Saved entries

________________

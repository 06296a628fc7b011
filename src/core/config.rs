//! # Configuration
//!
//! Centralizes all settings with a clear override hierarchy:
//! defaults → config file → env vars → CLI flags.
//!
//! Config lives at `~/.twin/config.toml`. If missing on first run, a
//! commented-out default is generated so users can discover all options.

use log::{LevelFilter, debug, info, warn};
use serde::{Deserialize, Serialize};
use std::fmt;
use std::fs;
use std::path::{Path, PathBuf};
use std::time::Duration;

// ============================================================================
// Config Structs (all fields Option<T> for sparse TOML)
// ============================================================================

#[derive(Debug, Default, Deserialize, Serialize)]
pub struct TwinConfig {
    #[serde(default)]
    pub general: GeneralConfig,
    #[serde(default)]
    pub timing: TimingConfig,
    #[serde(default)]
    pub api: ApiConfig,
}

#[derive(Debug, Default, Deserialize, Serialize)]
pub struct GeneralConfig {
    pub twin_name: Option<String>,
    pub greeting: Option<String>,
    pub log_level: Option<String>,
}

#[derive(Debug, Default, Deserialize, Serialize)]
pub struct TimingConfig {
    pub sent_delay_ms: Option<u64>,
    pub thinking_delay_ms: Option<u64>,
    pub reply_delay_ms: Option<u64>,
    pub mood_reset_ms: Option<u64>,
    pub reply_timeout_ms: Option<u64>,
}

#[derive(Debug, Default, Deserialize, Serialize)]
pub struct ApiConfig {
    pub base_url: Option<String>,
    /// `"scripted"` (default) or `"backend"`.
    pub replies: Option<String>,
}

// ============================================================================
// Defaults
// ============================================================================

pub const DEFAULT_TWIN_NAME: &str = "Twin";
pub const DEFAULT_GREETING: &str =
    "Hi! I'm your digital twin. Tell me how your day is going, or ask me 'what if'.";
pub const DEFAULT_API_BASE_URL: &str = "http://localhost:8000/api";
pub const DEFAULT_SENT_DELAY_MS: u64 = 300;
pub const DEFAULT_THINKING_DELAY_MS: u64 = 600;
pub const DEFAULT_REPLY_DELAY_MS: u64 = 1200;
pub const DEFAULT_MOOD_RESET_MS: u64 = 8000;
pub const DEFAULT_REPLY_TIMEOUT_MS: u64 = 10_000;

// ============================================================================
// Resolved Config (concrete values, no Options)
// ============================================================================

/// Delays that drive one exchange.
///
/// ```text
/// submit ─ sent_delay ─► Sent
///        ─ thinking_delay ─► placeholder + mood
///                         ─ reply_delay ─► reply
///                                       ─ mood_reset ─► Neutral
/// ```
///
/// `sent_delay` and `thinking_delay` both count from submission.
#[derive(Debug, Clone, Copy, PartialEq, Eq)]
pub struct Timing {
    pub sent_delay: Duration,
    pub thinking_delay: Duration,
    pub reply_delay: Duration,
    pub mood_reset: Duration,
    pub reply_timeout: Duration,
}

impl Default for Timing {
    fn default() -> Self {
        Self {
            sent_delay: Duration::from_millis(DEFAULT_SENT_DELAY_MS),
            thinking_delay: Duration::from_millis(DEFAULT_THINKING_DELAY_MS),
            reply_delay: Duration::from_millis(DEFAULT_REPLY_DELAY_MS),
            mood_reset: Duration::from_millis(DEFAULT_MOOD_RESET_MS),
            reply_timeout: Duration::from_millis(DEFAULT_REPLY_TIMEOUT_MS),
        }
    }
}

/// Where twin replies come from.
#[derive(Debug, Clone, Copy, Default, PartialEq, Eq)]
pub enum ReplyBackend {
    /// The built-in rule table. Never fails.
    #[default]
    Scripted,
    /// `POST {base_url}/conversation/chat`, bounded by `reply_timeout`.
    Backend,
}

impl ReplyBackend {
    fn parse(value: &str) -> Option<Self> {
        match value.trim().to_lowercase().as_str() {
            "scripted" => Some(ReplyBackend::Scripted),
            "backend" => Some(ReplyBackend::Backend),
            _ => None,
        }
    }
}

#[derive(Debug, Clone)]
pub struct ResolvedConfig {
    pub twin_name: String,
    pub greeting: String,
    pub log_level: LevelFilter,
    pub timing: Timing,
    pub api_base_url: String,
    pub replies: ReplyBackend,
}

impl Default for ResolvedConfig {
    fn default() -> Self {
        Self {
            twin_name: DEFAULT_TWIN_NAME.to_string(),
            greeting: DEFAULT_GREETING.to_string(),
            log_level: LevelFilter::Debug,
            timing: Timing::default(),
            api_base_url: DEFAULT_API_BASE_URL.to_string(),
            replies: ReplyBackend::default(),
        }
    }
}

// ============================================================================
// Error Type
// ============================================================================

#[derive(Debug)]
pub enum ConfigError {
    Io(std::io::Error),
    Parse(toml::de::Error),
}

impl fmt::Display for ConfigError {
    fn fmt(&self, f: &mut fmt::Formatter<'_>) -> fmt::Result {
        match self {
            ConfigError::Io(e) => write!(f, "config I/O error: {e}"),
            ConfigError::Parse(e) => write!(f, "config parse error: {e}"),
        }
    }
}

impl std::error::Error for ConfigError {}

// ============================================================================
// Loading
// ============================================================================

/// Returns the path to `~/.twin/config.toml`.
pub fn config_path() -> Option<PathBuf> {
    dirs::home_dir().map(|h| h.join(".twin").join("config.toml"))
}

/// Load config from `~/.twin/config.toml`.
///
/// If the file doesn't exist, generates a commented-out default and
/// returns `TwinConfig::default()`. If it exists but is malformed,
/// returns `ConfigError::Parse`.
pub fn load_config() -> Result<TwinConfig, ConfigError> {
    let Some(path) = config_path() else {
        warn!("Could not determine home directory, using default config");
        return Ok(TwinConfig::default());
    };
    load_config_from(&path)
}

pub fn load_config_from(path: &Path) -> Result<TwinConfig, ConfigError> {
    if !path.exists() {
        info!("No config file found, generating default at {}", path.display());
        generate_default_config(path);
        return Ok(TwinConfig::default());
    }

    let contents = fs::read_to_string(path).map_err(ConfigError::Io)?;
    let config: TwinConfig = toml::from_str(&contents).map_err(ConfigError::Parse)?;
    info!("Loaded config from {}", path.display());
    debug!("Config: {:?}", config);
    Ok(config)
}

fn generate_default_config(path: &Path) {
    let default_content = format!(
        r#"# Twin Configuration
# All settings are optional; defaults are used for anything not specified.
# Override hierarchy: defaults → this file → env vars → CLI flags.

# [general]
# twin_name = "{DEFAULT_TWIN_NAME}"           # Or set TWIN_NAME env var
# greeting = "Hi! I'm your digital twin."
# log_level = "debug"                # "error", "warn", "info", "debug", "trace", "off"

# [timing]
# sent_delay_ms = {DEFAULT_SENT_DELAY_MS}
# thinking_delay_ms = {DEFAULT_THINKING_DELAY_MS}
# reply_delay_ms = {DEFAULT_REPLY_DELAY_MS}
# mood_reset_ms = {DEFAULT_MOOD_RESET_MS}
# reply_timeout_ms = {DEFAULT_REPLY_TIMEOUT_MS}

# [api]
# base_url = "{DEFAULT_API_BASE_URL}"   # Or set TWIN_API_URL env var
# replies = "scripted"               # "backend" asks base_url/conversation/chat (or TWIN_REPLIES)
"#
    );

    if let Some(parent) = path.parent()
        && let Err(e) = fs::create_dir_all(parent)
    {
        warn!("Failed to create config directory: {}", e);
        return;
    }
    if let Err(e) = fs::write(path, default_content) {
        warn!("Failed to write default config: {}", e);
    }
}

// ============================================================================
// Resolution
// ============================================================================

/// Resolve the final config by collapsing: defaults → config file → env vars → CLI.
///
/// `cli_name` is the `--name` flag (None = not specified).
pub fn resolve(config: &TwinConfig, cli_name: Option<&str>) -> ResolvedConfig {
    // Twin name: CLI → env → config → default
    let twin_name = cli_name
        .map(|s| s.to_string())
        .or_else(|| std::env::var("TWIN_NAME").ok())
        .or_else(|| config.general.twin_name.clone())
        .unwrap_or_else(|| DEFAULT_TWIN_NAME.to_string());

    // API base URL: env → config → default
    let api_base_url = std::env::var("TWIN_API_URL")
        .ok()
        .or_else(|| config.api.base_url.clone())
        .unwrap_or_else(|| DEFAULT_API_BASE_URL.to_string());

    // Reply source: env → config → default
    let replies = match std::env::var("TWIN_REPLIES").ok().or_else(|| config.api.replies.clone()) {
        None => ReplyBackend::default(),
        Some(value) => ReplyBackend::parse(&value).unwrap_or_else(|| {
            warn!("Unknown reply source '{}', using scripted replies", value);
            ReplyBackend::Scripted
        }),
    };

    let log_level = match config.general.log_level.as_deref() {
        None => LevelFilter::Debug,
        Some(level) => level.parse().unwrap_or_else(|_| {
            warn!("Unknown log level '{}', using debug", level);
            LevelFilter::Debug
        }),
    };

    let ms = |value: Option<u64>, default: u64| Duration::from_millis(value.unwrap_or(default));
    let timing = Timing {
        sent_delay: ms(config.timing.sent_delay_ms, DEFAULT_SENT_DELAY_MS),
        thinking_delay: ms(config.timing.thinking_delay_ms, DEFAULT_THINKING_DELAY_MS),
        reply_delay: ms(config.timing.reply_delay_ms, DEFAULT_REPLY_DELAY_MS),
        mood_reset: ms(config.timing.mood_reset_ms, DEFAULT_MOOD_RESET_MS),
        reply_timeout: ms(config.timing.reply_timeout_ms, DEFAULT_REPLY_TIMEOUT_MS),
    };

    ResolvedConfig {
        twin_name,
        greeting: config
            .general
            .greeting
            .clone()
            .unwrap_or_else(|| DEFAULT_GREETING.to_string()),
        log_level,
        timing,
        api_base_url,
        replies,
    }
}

________________

■ **Task statement**
Repeat every line of the data word for word until you have repeated the line that contains "first run, a", which is the last one to include.

■ **Answer**
repository 06296a628fc7b011
filename src/core/config.rs
//! # Configuration
//!
//! Centralizes all settings with a clear override hierarchy:
//! defaults → config file → env vars → CLI flags.
//!
//! Config lives at `~/.twin/config.toml`. If missing on first run, a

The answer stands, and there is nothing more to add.